The company disclosed $83.2 million in non-cancelable contractual obligations as of December 31, 2025, primarily for sports rights agreements and marketing/strategic partnership contracts. The timing of these payments is: $34.5 million within one year, $26.9 million in 2027, $8.1 million in 2028, $3.6 million in 2029, $3.6 million in 2030, and $6.4 million thereafter. Additionally, operating lease liabilities totaled $33.8 million, with future minimum payments of $45.2 million over the lease terms (weighted average remaining term of 9.6 years). The company also disclosed a $3.4 million settlement agreement for VPPA class action matters.

Capital Allocation (buybacks, dividends, debt, capex)

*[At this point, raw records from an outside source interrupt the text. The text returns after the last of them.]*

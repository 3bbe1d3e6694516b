use std::f64::consts::PI;

use crate::catalog::{CatalogShape, CompositeFigure, SECTOR_PI, SectorSpec};
use crate::model::ids::ItemId;
use crate::model::tiers::{MAX_ATTEMPTS, PointTiers};
use crate::model::{ActivityKind, AngleClass, CircleMeasure, Dimension, PolygonFamily};
use crate::validator::{self, InputError};

/// Circles are drawn at four times their nominal radius.
pub const CIRCLE_RENDER_SCALE: u32 = 4;

//
// ─── POLYGONS ──────────────────────────────────────────────────────────────────
//

/// Dimensions of one polygon-area problem, in centimetres.
#[derive(Debug, Clone, Copy, PartialEq, Eq)]
pub enum PolygonShape {
    Rectangle { length: u32, width: u32 },
    Parallelogram { base: u32, height: u32 },
    Triangle { base: u32, height: u32 },
    Trapezium { upper: u32, lower: u32, height: u32 },
}

impl PolygonShape {
    #[must_use]
    pub fn family(&self) -> PolygonFamily {
        match self {
            PolygonShape::Rectangle { .. } => PolygonFamily::Rectangle,
            PolygonShape::Parallelogram { .. } => PolygonFamily::Parallelogram,
            PolygonShape::Triangle { .. } => PolygonFamily::Triangle,
            PolygonShape::Trapezium { .. } => PolygonFamily::Trapezium,
        }
    }

    #[must_use]
    pub fn area(&self) -> f64 {
        match *self {
            PolygonShape::Rectangle { length, width } => f64::from(length) * f64::from(width),
            PolygonShape::Parallelogram { base, height } => f64::from(base) * f64::from(height),
            PolygonShape::Triangle { base, height } => f64::from(base) * f64::from(height) / 2.0,
            PolygonShape::Trapezium {
                upper,
                lower,
                height,
            } => (f64::from(upper) + f64::from(lower)) / 2.0 * f64::from(height),
        }
    }

    fn describe(&self) -> String {
        match self {
            PolygonShape::Rectangle { length, width } => {
                format!("Rectangle: length = {length} cm, width = {width} cm")
            }
            PolygonShape::Parallelogram { base, height } => {
                format!("Parallelogram: base = {base} cm, height = {height} cm")
            }
            PolygonShape::Triangle { base, height } => {
                format!("Triangle: base = {base} cm, height = {height} cm")
            }
            PolygonShape::Trapezium {
                upper,
                lower,
                height,
            } => format!(
                "Trapezium: upper base a = {upper} cm, lower base b = {lower} cm, height h = {height} cm"
            ),
        }
    }

    fn formula(&self) -> String {
        let area = self.area();
        match self {
            PolygonShape::Rectangle { length, width } => {
                format!("Area = length × width = {length} × {width} = {area:.2} cm²")
            }
            PolygonShape::Parallelogram { base, height } => {
                format!("Area = base × height = {base} × {height} = {area:.2} cm²")
            }
            PolygonShape::Triangle { base, height } => {
                format!("Area = (base × height) ÷ 2 = ({base} × {height}) ÷ 2 = {area:.2} cm²")
            }
            PolygonShape::Trapezium {
                upper,
                lower,
                height,
            } => format!(
                "Area = ((a + b) ÷ 2) × h = (({upper} + {lower}) ÷ 2) × {height} = {area:.2} cm²"
            ),
        }
    }
}

//
// ─── PARAMETERS ────────────────────────────────────────────────────────────────
//

/// Generator-specific values of one problem.
#[derive(Debug, Clone, Copy, PartialEq)]
pub enum ProblemParams {
    Shape(&'static CatalogShape),
    Angle { degrees: u16 },
    Polygon(PolygonShape),
    Circle { radius: u32, measure: CircleMeasure },
    Composite(&'static CompositeFigure),
    Sector(&'static SectorSpec),
}

impl ProblemParams {
    #[must_use]
    pub fn kind(&self) -> ActivityKind {
        match self {
            ProblemParams::Shape(_) => ActivityKind::ShapeRecognition,
            ProblemParams::Angle { .. } => ActivityKind::AngleClassification,
            ProblemParams::Polygon(_) => ActivityKind::PolygonArea,
            ProblemParams::Circle { .. } => ActivityKind::CircleMeasure,
            ProblemParams::Composite(_) => ActivityKind::CompositeArea,
            ProblemParams::Sector(_) => ActivityKind::SectorArea,
        }
    }

    /// The progress item this problem completes when solved.
    #[must_use]
    pub fn item(&self) -> ItemId {
        match self {
            ProblemParams::Shape(entry) => ItemId::new(entry.name),
            ProblemParams::Angle { degrees } => ItemId::new(AngleClass::classify(*degrees).label()),
            ProblemParams::Polygon(shape) => ItemId::new(shape.family().name()),
            ProblemParams::Circle { measure, .. } => ItemId::new(measure.name()),
            ProblemParams::Composite(figure) => ItemId::number(figure.id),
            ProblemParams::Sector(spec) => ItemId::number(spec.id),
        }
    }

    fn correct_answer(&self) -> CorrectAnswer {
        match self {
            ProblemParams::Shape(entry) => CorrectAnswer::Label(entry.name.to_string()),
            ProblemParams::Angle { degrees } => {
                CorrectAnswer::Label(AngleClass::classify(*degrees).label().to_string())
            }
            ProblemParams::Polygon(shape) => CorrectAnswer::Numeric(shape.area()),
            ProblemParams::Circle { radius, measure } => {
                let r = f64::from(*radius);
                CorrectAnswer::Numeric(match measure {
                    CircleMeasure::Area => PI * r * r,
                    CircleMeasure::Circumference => 2.0 * PI * r,
                })
            }
            ProblemParams::Composite(figure) => CorrectAnswer::Numeric(figure.area()),
            ProblemParams::Sector(spec) => CorrectAnswer::Numeric(spec.area()),
        }
    }
}

/// The value a submission is checked against.
#[derive(Debug, Clone, PartialEq)]
pub enum CorrectAnswer {
    Numeric(f64),
    Label(String),
}

impl CorrectAnswer {
    /// Checks a raw submission against this answer.
    ///
    /// # Errors
    ///
    /// Returns `InputError::InvalidNumeric` when a number is required and `raw` is not one.
    pub fn accepts(&self, raw: &str) -> Result<bool, InputError> {
        match self {
            CorrectAnswer::Numeric(expected) => {
                let value = validator::parse_numeric(raw)?;
                Ok(validator::numeric_matches(value, *expected))
            }
            CorrectAnswer::Label(expected) => Ok(validator::label_matches(raw, expected)),
        }
    }
}

//
// ─── PROBLEM ───────────────────────────────────────────────────────────────────
//

/// One question instance within an activity.
///
/// Immutable once created; attempt counting lives in `AttemptState`.
#[derive(Debug, Clone, PartialEq)]
pub struct Problem {
    params: ProblemParams,
    correct: CorrectAnswer,
    item: ItemId,
    tiers: PointTiers,
    time_limit_secs: u32,
}

impl Problem {
    #[must_use]
    pub fn new(params: ProblemParams, tiers: PointTiers, time_limit_secs: u32) -> Self {
        Self {
            correct: params.correct_answer(),
            item: params.item(),
            params,
            tiers,
            time_limit_secs,
        }
    }

    #[must_use]
    pub fn kind(&self) -> ActivityKind {
        self.params.kind()
    }

    #[must_use]
    pub fn params(&self) -> &ProblemParams {
        &self.params
    }

    #[must_use]
    pub fn correct_answer(&self) -> &CorrectAnswer {
        &self.correct
    }

    #[must_use]
    pub fn item(&self) -> &ItemId {
        &self.item
    }

    #[must_use]
    pub fn tiers(&self) -> PointTiers {
        self.tiers
    }

    #[must_use]
    pub fn max_attempts(&self) -> u8 {
        MAX_ATTEMPTS
    }

    #[must_use]
    pub fn time_limit_secs(&self) -> u32 {
        self.time_limit_secs
    }

    /// Checks a raw submission.
    ///
    /// # Errors
    ///
    /// Returns `InputError` when the text cannot be interpreted.
    pub fn check(&self, raw: &str) -> Result<bool, InputError> {
        self.correct.accepts(raw)
    }

    /// Angle class for angle problems.
    #[must_use]
    pub fn angle_class(&self) -> Option<AngleClass> {
        match self.params {
            ProblemParams::Angle { degrees } => Some(AngleClass::classify(degrees)),
            _ => None,
        }
    }

    /// Radius in render units for circle problems.
    #[must_use]
    pub fn display_radius(&self) -> Option<u32> {
        match self.params {
            ProblemParams::Circle { radius, .. } => Some(radius * CIRCLE_RENDER_SCALE),
            _ => None,
        }
    }

    /// Question text shown to the learner.
    #[must_use]
    pub fn prompt(&self) -> String {
        match &self.params {
            ProblemParams::Shape(entry) => entry.description.to_string(),
            ProblemParams::Angle { degrees } => {
                format!("What type of angle is {degrees}°?")
            }
            ProblemParams::Polygon(shape) => shape.describe(),
            ProblemParams::Circle { radius, measure } => match measure {
                CircleMeasure::Area => {
                    format!("Calculate the area of the circle: radius = {radius} cm")
                }
                CircleMeasure::Circumference => format!(
                    "Calculate the arc length (circumference) of the circle: radius = {radius} cm"
                ),
            },
            ProblemParams::Composite(figure) => {
                format!("Calculate the area of figure {}: {}", figure.id, figure.description)
            }
            ProblemParams::Sector(spec) => format!(
                "Sector {}: R={:.1}, Angle={:.0}°. Calculate Area:",
                spec.id, spec.radius, spec.angle_degrees
            ),
        }
    }

    /// Correct answer or worked formula revealed after settlement.
    #[must_use]
    pub fn solution(&self) -> String {
        match &self.params {
            ProblemParams::Shape(entry) => format!("The correct answer is: {}", entry.name),
            ProblemParams::Angle { degrees } => format!(
                "The correct answer was: {}",
                AngleClass::classify(*degrees).label()
            ),
            ProblemParams::Polygon(shape) => shape.formula(),
            ProblemParams::Circle { radius, measure } => {
                let value = self.numeric_answer();
                match measure {
                    CircleMeasure::Area => format!("Area = π×r² = π×{radius}² = {value:.2} cm²"),
                    CircleMeasure::Circumference => {
                        format!("Arc Length = 2πr = 2π×{radius} = {value:.2} cm")
                    }
                }
            }
            ProblemParams::Composite(figure) => {
                format!("Correct area: {:.2}", figure.area())
            }
            ProblemParams::Sector(spec) => format!(
                "Area = π×r²×(θ/360) = {SECTOR_PI}×{:.1}²×({:.0}/360) = {:.2}",
                spec.radius,
                spec.angle_degrees,
                spec.area()
            ),
        }
    }

    /// Key the renderer resolves to an image; never loaded here.
    #[must_use]
    pub fn asset_key(&self) -> String {
        match &self.params {
            ProblemParams::Shape(entry) => {
                let prefix = match entry.dimension {
                    Dimension::Two => "shape2D",
                    Dimension::Three => "shape3D",
                };
                format!("{prefix}/{}", slug(entry.name))
            }
            ProblemParams::Angle { degrees } => format!("angle/{degrees}"),
            ProblemParams::Polygon(shape) => {
                format!("polygon/{}", shape.family().name().to_lowercase())
            }
            ProblemParams::Circle { measure, .. } => format!("circle/{}", measure.name()),
            ProblemParams::Composite(figure) => format!("composite/{}", figure.id),
            ProblemParams::Sector(spec) => format!("sector/{}", spec.id),
        }
    }

    fn numeric_answer(&self) -> f64 {
        match self.correct {
            CorrectAnswer::Numeric(value) => value,
            CorrectAnswer::Label(_) => 0.0,
        }
    }
}

fn slug(name: &str) -> String {
    name.replace(" - ", "-").replace(' ', "_")
}

//
// ─── TESTS ─────────────────────────────────────────────────────────────────────
//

No share buybacks or dividends were reported. Capital expenditures were $3.7 million (including $0.5 million for property and equipment and $3.2 million for capitalized internal-use software), representing 0.2% of total revenue. Debt activity included the issuance of $145.0 million in Disney Note proceeds in January 2026, used to repurchase $140.2 million of the 2026 Convertible Notes. The 2029 Convertible Notes had no repurchases in the quarter. The company recorded $3.1 million of amortization of debt premium (income) on the 2029 Convertible Notes.

Segment / Geographic Mix (if disclosed at note level)

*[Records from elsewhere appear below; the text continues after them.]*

use std::sync::{Arc, Mutex, MutexGuard};

use chrono::{DateTime, Utc};
use tracing::info;

use shapeville_core::model::{
    ActivityKind, ItemId, LedgerSnapshot, SessionId, SessionLedger, SessionSummary, Settlement,
    SettlementRecord,
};

use crate::Clock;
use crate::error::LedgerError;

/// Shared handle to the session ledger.
///
/// Cloned into every `TaskMachine`; all clones see the same score and
/// completion set.
#[derive(Debug, Clone)]
pub struct LedgerHandle {
    clock: Clock,
    inner: Arc<Mutex<SessionLedger>>,
}

impl LedgerHandle {
    #[must_use]
    pub fn new(clock: Clock) -> Self {
        Self {
            inner: Arc::new(Mutex::new(SessionLedger::new(clock.now()))),
            clock,
        }
    }

    #[must_use]
    pub fn clock(&self) -> Clock {
        self.clock
    }

    #[must_use]
    pub fn now(&self) -> DateTime<Utc> {
        self.clock.now()
    }

    fn lock(&self) -> Result<MutexGuard<'_, SessionLedger>, LedgerError> {
        self.inner
            .lock()
            .map_err(|e| LedgerError::Poisoned(e.to_string()))
    }

    /// Records a settlement and awards its points.
    ///
    /// # Errors
    ///
    /// Returns `LedgerError::Poisoned` if another holder panicked.
    pub fn settle(
        &self,
        activity: ActivityKind,
        item: ItemId,
        settlement: Settlement,
    ) -> Result<u32, LedgerError> {
        let record = SettlementRecord::new(activity, item, settlement, self.clock.now());
        let mut ledger = self.lock()?;
        ledger.award(record.points());
        ledger.record(record);
        Ok(ledger.score())
    }

    /// Marks an activity complete. Returns `true` only the first time.
    ///
    /// # Errors
    ///
    /// Returns `LedgerError::Poisoned` if another holder panicked.
    pub fn mark_complete(&self, activity: ActivityKind) -> Result<bool, LedgerError> {
        let mut ledger = self.lock()?;
        let newly = ledger.mark_complete(activity);
        if newly {
            info!(
                %activity,
                progress_percent = ledger.progress_percent(),
                "activity completed"
            );
        }
        Ok(newly)
    }

    /// # Errors
    ///
    /// Returns `LedgerError::Poisoned` if another holder panicked.
    pub fn is_complete(&self, activity: ActivityKind) -> Result<bool, LedgerError> {
        Ok(self.lock()?.is_complete(activity))
    }

    /// # Errors
    ///
    /// Returns `LedgerError::Poisoned` if another holder panicked.
    pub fn snapshot(&self) -> Result<LedgerSnapshot, LedgerError> {
        Ok(self.lock()?.snapshot())
    }

    /// # Errors
    ///
    /// Returns `LedgerError::Poisoned` if another holder panicked.
    pub fn history(&self) -> Result<Vec<SettlementRecord>, LedgerError> {
        Ok(self.lock()?.history().to_vec())
    }

    /// # Errors
    ///
    /// Returns `LedgerError::Poisoned` if another holder panicked.
    pub fn session_id(&self) -> Result<SessionId, LedgerError> {
        Ok(self.lock()?.id())
    }

    /// Final report stamped with the current time.
    ///
    /// # Errors
    ///
    /// Returns `LedgerError::Poisoned` if another holder panicked.
    pub fn summary(&self) -> Result<SessionSummary, LedgerError> {
        let ended_at = self.clock.now();
        Ok(self.lock()?.summary(ended_at))
    }
}
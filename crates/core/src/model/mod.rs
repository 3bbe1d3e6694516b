mod activity;
mod attempt;
mod ids;
mod ledger;
mod problem;
mod progress;
mod settings;
mod tiers;

pub use activity::{
    ActivityKind, ActivityMode, AngleClass, CircleMeasure, Dimension, ParseActivityError,
    PolygonFamily,
};
pub use attempt::{AttemptError, AttemptOutcome, AttemptState};
pub use ids::{ItemId, SessionId};
pub use ledger::{LedgerSnapshot, SessionLedger, SessionSummary, Settlement, SettlementRecord};
pub use problem::{CIRCLE_RENDER_SCALE, CorrectAnswer, PolygonShape, Problem, ProblemParams};
pub use progress::ActivityProgress;
pub use settings::{SettingsError, TutorSettings, TutorSettingsDraft};
pub use tiers::{MAX_ATTEMPTS, PointTiers, TierError};
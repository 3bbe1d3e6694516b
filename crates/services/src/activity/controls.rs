use std::fmt;

use serde::Serialize;

use shapeville_core::model::ItemId;

/// A user-facing control of an activity page.
#[derive(Debug, Clone, Copy, PartialEq, Eq, Serialize)]
#[serde(rename_all = "snake_case")]
pub enum Control {
    Start,
    Submit,
    ChooseAngle,
    Reveal,
    Next,
    Back,
}

impl fmt::Display for Control {
    fn fmt(&self, f: &mut fmt::Formatter<'_>) -> fmt::Result {
        let name = match self {
            Control::Start => "start",
            Control::Submit => "submit",
            Control::ChooseAngle => "choose angle",
            Control::Reveal => "reveal",
            Control::Next => "next",
            Control::Back => "back",
        };
        f.write_str(name)
    }
}

/// A selectable item (figure, family, measure) and whether it may be picked.
#[derive(Debug, Clone, PartialEq, Eq, Serialize)]
pub struct ItemChoice {
    pub item: ItemId,
    pub enabled: bool,
}

/// Which controls the renderer should enable.
#[derive(Debug, Clone, PartialEq, Eq, Serialize)]
pub struct EnabledControls {
    pub start: bool,
    pub submit: bool,
    pub choose_angle: bool,
    pub reveal: bool,
    pub next: bool,
    pub back: bool,
    pub items: Vec<ItemChoice>,
}

impl EnabledControls {
    #[must_use]
    pub fn allows(&self, control: Control) -> bool {
        match control {
            Control::Start => self.start,
            Control::Submit => self.submit,
            Control::ChooseAngle => self.choose_angle,
            Control::Reveal => self.reveal,
            Control::Next => self.next,
            Control::Back => self.back,
        }
    }
}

The company operates as a single operating segment (streaming business). The CODM uses consolidated net loss as the measure of segment profitability. Geographic revenue for the three months ended December 31, 2025 was: United States $1,537.6 million and Rest of world $11.1 million, totaling $1,548.7 million. Related party revenue (from Hulu) was $1,160.4 million, representing 74.9% of total revenue. Subscription and advertising revenue (third-party) was $383.8 million, with $377.9 million from North America and $5.8 million from rest of world.

Cash Flow Quality

Cash Flow Quality

Net loss improved to -$19.1M from -$38.6M, yet operating cash flow deteriorated dramatically to -$200.3M. The divergence is driven by a massive $398.9M increase in accounts receivable and a $184.1M increase in accrued expenses (which boosted CFO positively). The net effect was a large cash outflow, indicating weak cash conversion. Capex of $3.7M remains low relative to revenue (not disclosed), suggesting minimal reinvestment. Free cash flow (not stated) would be deeply negative. Investing activities benefited from $268.1M net cash acquired in the Disney/Hulu business combination, masking underlying outflows. Financing provided $394.5M, largely from Disney contributions pre-combination ($394.5M). Overall, cash flow quality is poor, with significant reliance on external financing and acquisition-related inflows to offset operating burn.